La lettre vivante d’Anaïs & les chimps 🫶🏿🫶 – Édition 2
Pour cette nouvelle, je vous propose de mettre en fond sonore de cette lecture la musique Home – Jungle🎵
⏸️ Je me pose deux secondes.
Je commence petit à petit à atterrir de ce que je vis. Du fait de vivre en forêt, de perdre une routine à Paris et d’en créer une autre totalement différente où le centre n’est plus soi, mais le bien-être des chimpanzés. Les réveils peuvent être difficiles certains jours. Enfin, clairement, ils le sont souvent, mais, le devoir qui nous incombe ici est plus grand. Le sentiment d’être attendue, d’être essentielle pour la survie d’autres vivants, d’être indispensable pour d’autres, d’être le maillon d’une grande chaîne de la vie. De faire partie -vraiment- d’un tout qui protège, très concrètement. Les parents comprendront sûrement cette sensation, mais c’est nouveau pour moi. Prendre soin de petits êtres qui n’ont pas demandé à se retrouver ici, mais qui ont besoin d’amour pour commencer leur vie.
Et puis, avec des chimpanzés tout est différent. Et, en même temps tout est tellement similaire. C’est déroutant. Vraiment déroutant.
Au-delà de ça, je me questionne aussi la notion d’essentiel et d’indispensable. Évidemment que dans mon taff en France, j’ai déjà eu la sensation d’être nécessaire, indispensable, à une réunion par exemple. Mais maintenant que la vie, ou la survie, d’autres vivants est aussi concrètement dans mes mains, et bien j’avoue, que je relativise beaucoup ces moments passés.
⏰ Une petite anedocte matinale.
En parlant de réveil, il y a eu un sacré réveil ici mdr. Un bon matin, alors que l’on n’entendait aucun bruit sur le camp, on découvre que les petits chimps se sont échappés de « l’appatam » c’est-à-dire de leur dortoir, et vivent leur best life sur le camp. Une est en train de se casser le ventre en mangeant les meilleures bananes du seau de 10kg, l’un a attaqué la bouteille de miel directement au goulot, un autre s’est pris pour un chauffard et s’est posé dans le 4×4 en jouant avec les vitesses et commandes, une autre a découvert la chaise confort de Décathlon et la gourde d’une autre volontaire. Mdr tout ça dans le plus GRAND silence évidemment !Trop trop malins ces petits chimps.

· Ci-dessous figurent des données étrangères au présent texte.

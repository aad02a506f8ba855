mod types;

pub use types::*;

use anyhow::{Context, Result};
use std::path::Path;

/// Load configuration from a TOML file
pub fn load_config(path: &Path) -> Result<Config> {
    let content = std::fs::read_to_string(path)
        .with_context(|| format!("Failed to read config file: {:?}", path))?;

    let config: Config = toml::from_str(&content)
        .with_context(|| format!("Failed to parse config file: {:?}", path))?;

    validate_config(&config)?;

    Ok(config)
}

/// Load config from default locations or return default config
pub fn load_config_or_default(custom_path: Option<&Path>) -> Result<Config> {
    if let Some(path) = custom_path {
        return load_config(path);
    }

    // Try default locations
    let default_paths = [
        "./config.toml",
        "./fragstore.toml",
        "~/.config/fragstore/config.toml",
        "/etc/fragstore/config.toml",
    ];

    for path_str in default_paths {
        let path = shellexpand::tilde(path_str);
        let path = Path::new(path.as_ref());
        if path.exists() {
            return load_config(path);
        }
    }

    // Return default config if no file found
    Ok(Config::default())
}

/// Validate configuration
fn validate_config(config: &Config) -> Result<()> {
    if config.server.port == 0 {
        anyhow::bail!("Server port cannot be 0");
    }

    if config.server.auth.enabled && config.server.auth.users.is_empty() {
        anyhow::bail!("Auth is enabled but no users are configured");
    }

    for user in &config.server.auth.users {
        if user.username.is_empty() {
            anyhow::bail!("Auth user with empty username");
        }
        if user.password_hash.is_empty() {
            anyhow::bail!("Auth user '{}' has no password hash", user.username);
        }
    }

    let mut usernames: Vec<&str> = config
        .server
        .auth
        .users
        .iter()
        .map(|u| u.username.as_str())
        .collect();
    usernames.sort_unstable();
    usernames.dedup();
    if usernames.len() != config.server.auth.users.len() {
        anyhow::bail!("Duplicate usernames in auth config");
    }

    Ok(())
}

Drôle après coup, mais alors imaginez à 7h00 du mat’, la tête dans le 🍑, devoir leur courir après pour les refaire rentrer dans leur dortoir… Mdr un réveil dans le plus grand des calmes.

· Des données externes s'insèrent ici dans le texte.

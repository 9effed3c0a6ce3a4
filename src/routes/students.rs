use crate::data::student::Student;
use axum::Json;

///`GET /api/students` - the whole roster, in enrolment order.
///
///The list is rebuilt on every request, so concurrent callers never share
///state and every response is identical. This never awaits and cannot fail.
pub async fn get_students() -> Json<Vec<Student>> {
    Json(vec![
        Student::new("Poornima", "Patek"),
        Student::new("Mario", "Rossi"),
        Student::new("Mary", "Smith"),
    ])
}
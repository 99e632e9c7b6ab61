// src/provider/mod.rs — Model provider layer
//
// The core never talks HTTP to a model directly. Everything goes through
// `ModelProvider`, so tests can swap in an in-process provider.

pub mod openai;
pub mod retry;

use async_trait::async_trait;
use serde::{Deserialize, Serialize};

use crate::infra::errors::ProbeError;

/// Core trait that all model providers implement.
#[async_trait]
pub trait ModelProvider: Send + Sync {
    fn id(&self) -> &str;
    fn name(&self) -> &str;

    async fn chat(&self, request: ChatRequest) -> Result<ChatResponse, ProbeError>;

    /// One vector per input text, in input order.
    async fn embed(&self, texts: &[&str], model: &str) -> Result<Vec<Vec<f32>>, ProbeError>;
}

/// One completion request. Every call the crate makes is a single user
/// message, so the request carries the prompt text directly.
#[derive(Debug, Clone, Default)]
pub struct ChatRequest {
    pub model: String,
    pub prompt: String,
    pub max_tokens: Option<u32>,
    pub temperature: Option<f32>,
}

impl ChatRequest {
    pub fn single(model: impl Into<String>, prompt: impl Into<String>) -> Self {
        Self {
            model: model.into(),
            prompt: prompt.into(),
            ..Default::default()
        }
    }

    /// Apply the `[provider]` sampling settings; unset values stay with the
    /// provider's defaults.
    pub fn with_sampling(mut self, temperature: Option<f32>, max_tokens: Option<u32>) -> Self {
        self.temperature = temperature;
        self.max_tokens = max_tokens;
        self
    }
}

#[derive(Debug, Clone)]
pub struct ChatResponse {
    pub content: String,
    pub usage: TokenUsage,
}

#[derive(Debug, Clone, Default, Serialize, Deserialize)]
pub struct TokenUsage {
    pub input_tokens: u32,
    pub output_tokens: u32,
}

impl TokenUsage {
    pub fn total(&self) -> u32 {
        self.input_tokens + self.output_tokens
    }
}

/// Send `prompt` as a single user message and return the reply text.
pub async fn complete(
    provider: &dyn ModelProvider,
    model: &str,
    prompt: &str,
) -> Result<String, ProbeError> {
    send(provider, ChatRequest::single(model, prompt)).await
}

/// Send a prepared request and return the reply text.
pub async fn send(provider: &dyn ModelProvider, request: ChatRequest) -> Result<String, ProbeError> {
    let model = request.model.clone();
    let response = provider.chat(request).await?;
    tracing::debug!(
        provider = provider.id(),
        model = %model,
        tokens = response.usage.total(),
        "Completion received"
    );
    Ok(response.content)
}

D’ailleurs, la directrice Estelle Raballand, présente sur le terrain actuellement, nous a raconté une anecdote qu’elle a vécu en Guinée au CCC : une fois des chimpanzés se sont échappés et sont allés en cachette se régaler dans le camp des humains ( nourriture, curiosité etc). Quand ils étaient en train de faire leur escapade, ils se mettaient les mains devant la bouche pour s’empêcher de faire du bruit ( ils font des bruits naturels d’excitation, des bruits quand quelqu’un chose est bon, devant de la nourriture etc par exemple). Mdr j’ai trouvé cette anecdote tellement excellente. J’imagine la scène. Exactement comme des petits enfants humains quand ils vont faire une petite bêtise🙊🙊🙊.
🧬 Un lien qui nous unit.
Petit à petit, je tisse des liens avec les chimps. Quelle expérience indescriptible. Toutes et tous ont une personnalité à part entière. Ils ne se ressemblent pas, ont des habitudes, des traits de caractère, des mimiques, des traits du visage. Ils sont uniques, ont des prénoms, parfois même des préférences alimentaires, ils et elles ont des curiosités et besoins différents.

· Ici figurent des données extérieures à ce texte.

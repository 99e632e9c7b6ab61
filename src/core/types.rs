// src/core/types.rs — Core domain types

use std::collections::BTreeMap;
use std::sync::Arc;

use chrono::{DateTime, Local};
use serde::{Deserialize, Serialize, Serializer};

use crate::evaluator::{EvalResult, Evaluator, Outcome};

/// One declared assertion: an evaluator plus the variables for its prompt.
///
/// An empty `prompt_variables` map means the case is judged against the
/// suite's shared response.
#[derive(Clone)]
pub struct TestCase {
    pub description: String,
    pub evaluator: Arc<dyn Evaluator>,
    pub prompt_variables: BTreeMap<String, String>,
    /// Reporting tags attached to failed trials only.
    pub failure_labels: Vec<String>,
}

impl TestCase {
    pub fn new(description: impl Into<String>, evaluator: Arc<dyn Evaluator>) -> Self {
        Self {
            description: description.into(),
            evaluator,
            prompt_variables: BTreeMap::new(),
            failure_labels: Vec::new(),
        }
    }

    pub fn with_variable(mut self, name: impl Into<String>, value: impl Into<String>) -> Self {
        self.prompt_variables.insert(name.into(), value.into());
        self
    }

    pub fn with_failure_labels<S: Into<String>>(
        mut self,
        labels: impl IntoIterator<Item = S>,
    ) -> Self {
        self.failure_labels = labels.into_iter().map(Into::into).collect();
        self
    }

    pub fn uses_shared_response(&self) -> bool {
        self.prompt_variables.is_empty()
    }

    pub fn eval_name(&self) -> &str {
        self.evaluator.name()
    }
}

impl std::fmt::Debug for TestCase {
    fn fmt(&self, f: &mut std::fmt::Formatter<'_>) -> std::fmt::Result {
        f.debug_struct("TestCase")
            .field("description", &self.description)
            .field("evaluator", &self.evaluator.name())
            .field("prompt_variables", &self.prompt_variables)
            .field("failure_labels", &self.failure_labels)
            .finish()
    }
}

#[derive(Serialize)]
struct TestCaseRecord<'a> {
    description: &'a str,
    eval: &'a str,
    prompt_vars: &'a BTreeMap<String, String>,
    failure_labels: &'a [String],
}

impl Serialize for TestCase {
    fn serialize<S: Serializer>(&self, serializer: S) -> Result<S::Ok, S::Error> {
        TestCaseRecord {
            description: &self.description,
            eval: self.evaluator.name(),
            prompt_vars: &self.prompt_variables,
            failure_labels: &self.failure_labels,
        }
        .serialize(serializer)
    }
}

/// One concrete execution of a test case.
#[derive(Debug, Clone, PartialEq, Serialize, Deserialize)]
pub struct TrialRecord {
    pub run_index: u32,
    /// The prompt after substitution (the raw template if substitution failed).
    pub prompt: String,
    /// `None` when no response was obtained.
    pub response: Option<String>,
    pub result: EvalResult,
    /// Copied from the case only when the trial failed.
    pub failure_labels: Vec<String>,
    /// The response came from the suite's shared-response cache.
    pub cached: bool,
    pub duration_ms: u64,
}

#[derive(Debug, Clone, PartialEq, Serialize, Deserialize)]
pub struct TestCaseStatistics {
    pub num_runs: u32,
    pub num_passed: u32,
    pub num_failed: u32,
    pub num_errored: u32,
    /// `None` when every trial errored.
    pub pass_rate: Option<f64>,
    pub flakiness_index: Option<f64>,
    pub runtime_ms: u64,
}

impl TestCaseStatistics {
    /// No trial produced a verdict.
    pub fn all_errored(&self) -> bool {
        self.num_runs > 0 && self.num_errored == self.num_runs
    }
}

#[derive(Debug, Clone, Serialize)]
pub struct TestCaseResult {
    pub case: TestCase,
    pub statistics: TestCaseStatistics,
    pub trials: Vec<TrialRecord>,
}

impl TestCaseResult {
    /// Failure labels of the case when at least one trial failed.
    pub fn failure_labels(&self) -> &[String] {
        if self.statistics.num_failed > 0 {
            &self.case.failure_labels
        } else {
            &[]
        }
    }
}

/// Everything one invocation produced, in suite order.
#[derive(Debug, Clone, Serialize)]
pub struct TestSuiteResult {
    pub suite: String,
    pub run_id: String,
    pub started_at: DateTime<Local>,
    pub model: String,
    pub number_of_runs: u32,
    pub duration_ms: u64,
    pub results: Vec<TestCaseResult>,
}

#[derive(Debug, Clone, Copy, Default, PartialEq, Eq, Serialize)]
pub struct SuiteTotals {
    pub cases: usize,
    pub trials: u32,
    pub passed: u32,
    pub failed: u32,
    pub errored: u32,
    pub all_errored_cases: usize,
}

impl TestSuiteResult {
    pub fn get(&self, description: &str) -> Option<&TestCaseResult> {
        self.results
            .iter()
            .find(|r| r.case.description == description)
    }

    pub fn totals(&self) -> SuiteTotals {
        self.results
            .iter()
            .fold(SuiteTotals::default(), |mut t, r| {
                t.cases += 1;
                t.trials += r.statistics.num_runs;
                t.passed += r.statistics.num_passed;
                t.failed += r.statistics.num_failed;
                t.errored += r.statistics.num_errored;
                if r.statistics.all_errored() {
                    t.all_errored_cases += 1;
                }
                t
            })
    }
}

/// Lifecycle events emitted by `SuiteRunner` while a suite executes.
#[derive(Debug, Clone)]
pub enum ProgressEvent {
    SuiteStart {
        suite: String,
        cases: usize,
        runs: u32,
    },
    TrialComplete {
        description: String,
        run_index: u32,
        outcome: Outcome,
        cached: bool,
    },
    CaseComplete {
        description: String,
        statistics: TestCaseStatistics,
    },
    SuiteComplete {
        totals: SuiteTotals,
        duration_ms: u64,
    },
}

Exactement comme des humains.
Je lis en ce moment un livre « La politique du chimpanzé » de Frans De Waal. J’y apprends des choses passionnantes, j’en suis qu’au début mais j’ai déjà envie de vous partager quelques learning fous :
- 🎨 Dès les années 50, Frans de Waal montre des prémices de l’expression esthétique chez les chimps. Ils peuvent avoir du goût et des préférences esthétiques.
- ⚒️ Dans les années 60, Jane Goodall montre le façonnement des outils. D’ailleurs c’est fou de les voir manipuler des outils ! Vraiment c’est fou, je partagerai quelques vidéos. Je suis fascinée par leur malice, précision, manipulation.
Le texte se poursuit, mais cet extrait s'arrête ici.